Aux experts économiques qui prônent le recours à l’emprunt extérieur en tant qu’un moyen comme un autre de financer l’investissement et le développement, M. Tebboune n’y est pas allé avec le dos de la cuillère. « Ils nous font des fetwas, comme quoi l’endettement n’est pas une honte », a-t-il déclaré. « Or, c’est une honte et une trahison aux Martyrs d’allers vers l’endettement, alors que tu peux t’en sortir sans l’endettement » a-t-il encore assené,.
Traumatisme
Comment expliquer le rejet viscéral par nos voisins algériens du « piège de l’endettement » ? A cet égard, il convient de rappeler que l’Algérie conserve un souvenir douloureux et traumatisant de la dette. En effet, le pays s’est endetté dans les premières décennies de l’indépendance pour financer son développement; puis dans les années 1980 consécutivement à une chute subite des prix des hydrocarbures.
De plus, dans les années 90, et à cause de mesures drastiques imposées par le FMI de rééchelonner sa dette, les recettes de l’exportation des hydrocarbures, la seule source des devises du pays, ne couvraient même pas à l’époque le service de la dette.
Ainsi, en 1994, l’année noire où culminait la violence terroriste et où le pays était au bord de la guerre civile, les cours du pétrole tournaient autour de 15 dollars le baril; alors que la dette extérieure s’élevait à 26 milliards de dollars.

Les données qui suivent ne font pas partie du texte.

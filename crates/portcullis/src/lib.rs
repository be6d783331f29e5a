//! OpenID Connect token validation engine.
//!
//! Portcullis discovers an issuer's provider metadata and signing keys in the
//! background, gates validation behind a readiness barrier until that first
//! discovery completes, verifies bearer tokens and checks their claims, and
//! fetches userinfo for access tokens.
//!
//! # Usage
//!
//! ```ignore
//! use std::time::Duration;
//! use portcullis::{Engine, EngineConfig};
//!
//! let engine = Engine::new(EngineConfig::default())?;
//! engine.initialize("https://idp.example.com")?;
//! engine.wait_until_ready(Duration::from_secs(10))?;
//!
//! let result = engine.validate(token)?;
//! println!("subject: {}", result.subject_id);
//!
//! engine.uninitialize()?;
//! ```
//!
//! The public API is blocking; network work runs on a small runtime owned by
//! the engine.

pub mod config;
pub mod crypto;
pub mod discovery;
pub mod engine;
pub mod error;
pub mod jwks;
pub mod readiness;
pub(crate) mod runtime;
pub mod transport;
pub mod userinfo;
pub mod validate;

pub use config::{EngineConfig, IssuerConfig};
pub use crypto::Algorithm;
pub use discovery::ProviderMetadata;
pub use engine::Engine;
pub use error::{Error, ErrorCategory, ErrorKind, Result};
pub use readiness::ReadinessState;
pub use transport::TransportPolicy;
pub use userinfo::UserInfo;
pub use validate::{StandardClaims, TokenType, ValidationResult};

Or, les remboursements de la dette arrivés à échéance qui se situaient entre 8,5 et 9 milliards de dollars étaient supérieurs aux maigres recettes des hydrocarbures qui tournaient autour de 8 milliards de dollars.
Fort heureusement, grâce à la hausse des cours du pétrole au cours des années 2000, Alger redressa sa situation financière et s’est même payé le luxe de rembourser, par anticipation, presque la totalité de la dette du pays. Puisque l’ancien président, Abdelaziz Bouteflika, décida en 2008 de rembourser par anticipation presque la totalité de la dette du pays qui avait atteint 40 milliards de dollars en 2000, faisant de l’Algérie l’un des pays les moins endettés au monde.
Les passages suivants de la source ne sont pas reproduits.